Empirical Data On How Investors Are Harmed When Companies Do not Disclose Information About Violence and Lack of Indigenous Consent
48 Pages Posted: 2 Dec 2020
York University - Osgoode Hall Law School
Date Written: September 15, 2020
The Justice and Corporate Accountability has filed a number of complaints to the Ontario Securities Commission, the British Columbia Securities Commission and the United States Securities and Exchange Commission relating to the failure of Canadian mining companies to disclose information on community conflict, violence and Indigenous consent.
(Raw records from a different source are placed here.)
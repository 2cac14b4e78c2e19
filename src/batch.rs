//! Hashing many short messages packed back to back into one buffer.
//!
//! This is the software model of the streaming hardware core: the host
//! writes every message into a single input memory along with a table of
//! message lengths, and reads back the digests laid out one after another.

use alloc::vec::Vec;

use crate::keccak::sha3::{hash, Width};
use crate::Error;

/// Lazily hashes each message of a packed stream.
pub struct BatchDigests<'a> {
	stream: &'a [u8],
	lengths: core::slice::Iter<'a, usize>,
	width: Width,
}

impl<'a> BatchDigests<'a> {
	/// Checks up front that `lengths` fits inside `stream`, so iteration itself
	/// can't fail. Bytes past the last message are ignored.
	pub fn new(stream: &'a [u8], lengths: &'a [usize], width: Width) -> Result<Self, Error> {
		let needed = lengths
			.iter()
			.try_fold(0usize, |total, &len| total.checked_add(len))
			.unwrap_or(usize::MAX);

		if needed > stream.len() {
			return Err(Error::BatchOverrun {needed, available: stream.len()});
		}

		Ok(Self {stream, lengths: lengths.iter(), width})
	}
}

impl<'a> Iterator for BatchDigests<'a> {
	type Item = Vec<u8>;

	fn next(&mut self) -> Option<Self::Item> {
		let &len = self.lengths.next()?;

		let (message, rest) = self.stream.split_at(len);
		self.stream = rest;

		Some(hash(message, self.width))
	}

	fn size_hint(&self) -> (usize, Option<usize>) {
		self.lengths.size_hint()
	}
}

impl<'a> ExactSizeIterator for BatchDigests<'a> {}

/// Hashes every message in `stream` and returns the digests concatenated in
/// order. An empty entry in `lengths` hashes the empty message.
pub fn hash_batch(stream: &[u8], lengths: &[usize], width: Width) -> Result<Vec<u8>, Error> {
	let digests = BatchDigests::new(stream, lengths, width)?;

	log::debug!("hashing a batch of {} messages with {}", digests.len(), width);

	let mut out = Vec::with_capacity(lengths.len() * width.digest_len());

	for digest in digests {
		out.extend_from_slice(&digest);
	}

	Ok(out)
}

#[test]
fn test_matches_individual_hashes() {
	use crate::keccak::sha3::sha3_256;

	let stream = b"abcdefghij";
	let out = hash_batch(stream, &[3, 0, 7], Width::W256).unwrap();

	assert_eq!(out.len(), 3 * 32);
	assert_eq!(&out[.. 32], &sha3_256(b"abc")[..]);
	assert_eq!(&out[32 .. 64], &sha3_256(b"")[..]);
	assert_eq!(&out[64 ..], &sha3_256(b"defghij")[..]);
}

#[test]
fn test_overrun() {
	assert_eq!(
		hash_batch(b"abc", &[2, 2], Width::W512),
		Err(Error::BatchOverrun {needed: 4, available: 3}),
	);

	assert_eq!(
		hash_batch(b"abc", &[usize::MAX, 1], Width::W512),
		Err(Error::BatchOverrun {needed: usize::MAX, available: 3}),
	);
}

#[test]
fn test_empty_batch() {
	assert_eq!(hash_batch(b"ignored", &[], Width::W224), Ok(Vec::new()));
}
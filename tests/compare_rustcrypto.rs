//! Byte-for-byte comparison against the RustCrypto `sha3` crate.

use rand::rngs::StdRng;
use rand::{Rng, SeedableRng};
use sha3::digest::{Digest, ExtendableOutput, Update, XofReader};
use tiny_sha3::{hash, Sha3, Shake, Width};

fn reference(width: Width, msg: &[u8]) -> Vec<u8> {
	match width {
		Width::W224 => sha3::Sha3_224::digest(msg).to_vec(),
		Width::W256 => sha3::Sha3_256::digest(msg).to_vec(),
		Width::W384 => sha3::Sha3_384::digest(msg).to_vec(),
		Width::W512 => sha3::Sha3_512::digest(msg).to_vec(),
	}
}

fn message(len: usize, seed: u64) -> Vec<u8> {
	let mut rng = StdRng::seed_from_u64(seed);
	(0 .. len).map(|_| rng.gen()).collect()
}

#[test]
fn one_shot_matches() {
	for width in Width::ALL {
		// covers every padding position for three blocks of the widest rate
		for len in 0 .. 3 * 144 + 2 {
			let msg = message(len, len as u64);
			assert_eq!(hash(&msg, width), reference(width, &msg), "{width}, len {len}");
		}
	}
}

#[test]
fn streaming_matches() {
	let mut rng = StdRng::seed_from_u64(0x5a3);

	for width in Width::ALL {
		for round in 0 .. 50 {
			let msg = message(rng.gen_range(0 .. 2000), round);
			let mut hasher = Sha3::new(width);

			let mut rest = &msg[..];

			while !rest.is_empty() {
				let take = rng.gen_range(0 ..= rest.len().min(300));
				hasher.absorb(&rest[.. take]).unwrap();
				rest = &rest[take ..];
			}

			assert_eq!(hasher.finalize().unwrap(), reference(width, &msg), "{width}, len {}", msg.len());
		}
	}
}

#[test]
fn shake_matches() {
	for (len, out_len) in [(0, 1), (3, 168), (167, 169), (168, 500), (1000, 1337)] {
		let msg = message(len, out_len as u64);

		let mut expected = vec![0; out_len];
		let mut reference = sha3::Shake128::default();
		reference.update(&msg);
		reference.finalize_xof().read(&mut expected);
		assert_eq!(tiny_sha3::shake128(&msg, out_len), expected, "SHAKE128 {len} -> {out_len}");

		let mut expected = vec![0; out_len];
		let mut reference = sha3::Shake256::default();
		reference.update(&msg);
		reference.finalize_xof().read(&mut expected);

		let mut shake = Shake::shake256();
		shake.absorb(&msg).unwrap();

		let mut out = vec![0; out_len];
		for chunk in out.chunks_mut(100) {
			shake.squeeze(chunk).unwrap();
		}

		assert_eq!(out, expected, "SHAKE256 {len} -> {out_len}");
	}
}
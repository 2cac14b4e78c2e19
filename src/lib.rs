#![cfg_attr(not(feature = "std"), no_std)]

//! A small SHA-3 core built around a straightforward Keccak-f[1600].
//!
//! The fixed-width functions ([`sha3_256`] and friends) hash a whole slice at
//! once; [`Sha3`] and [`Shake`] accept input in pieces.
//!
//! ```
//! let digest = tiny_sha3::sha3(b"abc", 256)?;
//! assert_eq!(digest, tiny_sha3::sha3_256(b"abc"));
//! # Ok::<(), tiny_sha3::Error>(())
//! ```

extern crate alloc;

mod error;
mod keccak;

pub mod batch;
pub mod miner;

pub use error::Error;

pub use keccak::{
	index,
	keccak_f1600,
	keccak_round,
	State,
	NUM_LANES,
	NUM_ROUNDS,
	ROUND_CONSTANTS,
	STATE_BYTES,
};

pub use keccak::padding;
pub use keccak::sponge::{Phase, Sponge};

#[doc(inline)]
pub use keccak::sha3::{hash, sha3, sha3_224, sha3_256, sha3_384, sha3_512, Sha3, Width};

#[doc(inline)]
pub use keccak::shake::{shake128, shake256, Shake};

#[test]
fn test_send_sync() {
	fn assert_send_sync<T: Send + Sync>() {}

	assert_send_sync::<Sha3>();
	assert_send_sync::<Shake>();
	assert_send_sync::<Sponge>();
	assert_send_sync::<miner::Miner>();
}
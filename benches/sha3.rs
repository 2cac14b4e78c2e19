use std::hint::black_box;

use criterion::{criterion_group, criterion_main, BenchmarkId, Criterion, Throughput};
use tiny_sha3::{hash, keccak_f1600, shake256, Sha3, Width};

fn bench_permutation(c: &mut Criterion) {
	let mut lanes = [0u64; 25];

	c.bench_function("keccak_f1600", |b| {
		b.iter(|| keccak_f1600(black_box(&mut lanes)));
	});
}

fn bench_one_shot(c: &mut Criterion) {
	let mut g = c.benchmark_group("sha3");
	let msg = vec![0xa5u8; 4096];

	for width in Width::ALL {
		g.throughput(Throughput::Bytes(msg.len() as u64));
		g.bench_with_input(BenchmarkId::new("one_shot", width), &msg, |b, msg| {
			b.iter(|| black_box(hash(black_box(msg), width)));
		});
	}

	g.finish();
}

fn bench_streaming(c: &mut Criterion) {
	let mut g = c.benchmark_group("sha3_streaming");
	let msg = vec![0x5au8; 4096];

	for chunk in [1, 64, 1024] {
		g.throughput(Throughput::Bytes(msg.len() as u64));
		g.bench_with_input(BenchmarkId::new("chunk", chunk), &chunk, |b, &chunk| {
			b.iter(|| {
				let mut hasher = Sha3::new(Width::W256);

				for piece in msg.chunks(chunk) {
					hasher.absorb(black_box(piece)).unwrap();
				}

				black_box(hasher.finalize().unwrap())
			});
		});
	}

	g.finish();
}

fn bench_shake(c: &mut Criterion) {
	c.bench_function("shake256_1k_out", |b| {
		b.iter(|| black_box(shake256(black_box(b"tiny"), 1024)));
	});
}

criterion_group!(benches, bench_permutation, bench_one_shot, bench_streaming, bench_shake);
criterion_main!(benches);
An analysis of the cases found four indicia that showed that the information disclosed in the complaints (but not disclosed by the companies) was important material information relating to the health of the company, including a drop in share price; divestment by institutional investors; and shareholder class action law suits against the company.
The study recommends that extractive companies should have more explicit guidance related to disclosure of violence and human rights issues, including specific disclosure requirements relating to free, prior, and informed consent of Indigenous peoples (FPIC).
This study is a follow-up to the JCAP report, “The Canada Brand: Violence and Canadian Mining Companies in Latin America” (2016), which found that publicly listed companies reported only 24.2% of the deaths and 12.3% of the injuries listed in that report.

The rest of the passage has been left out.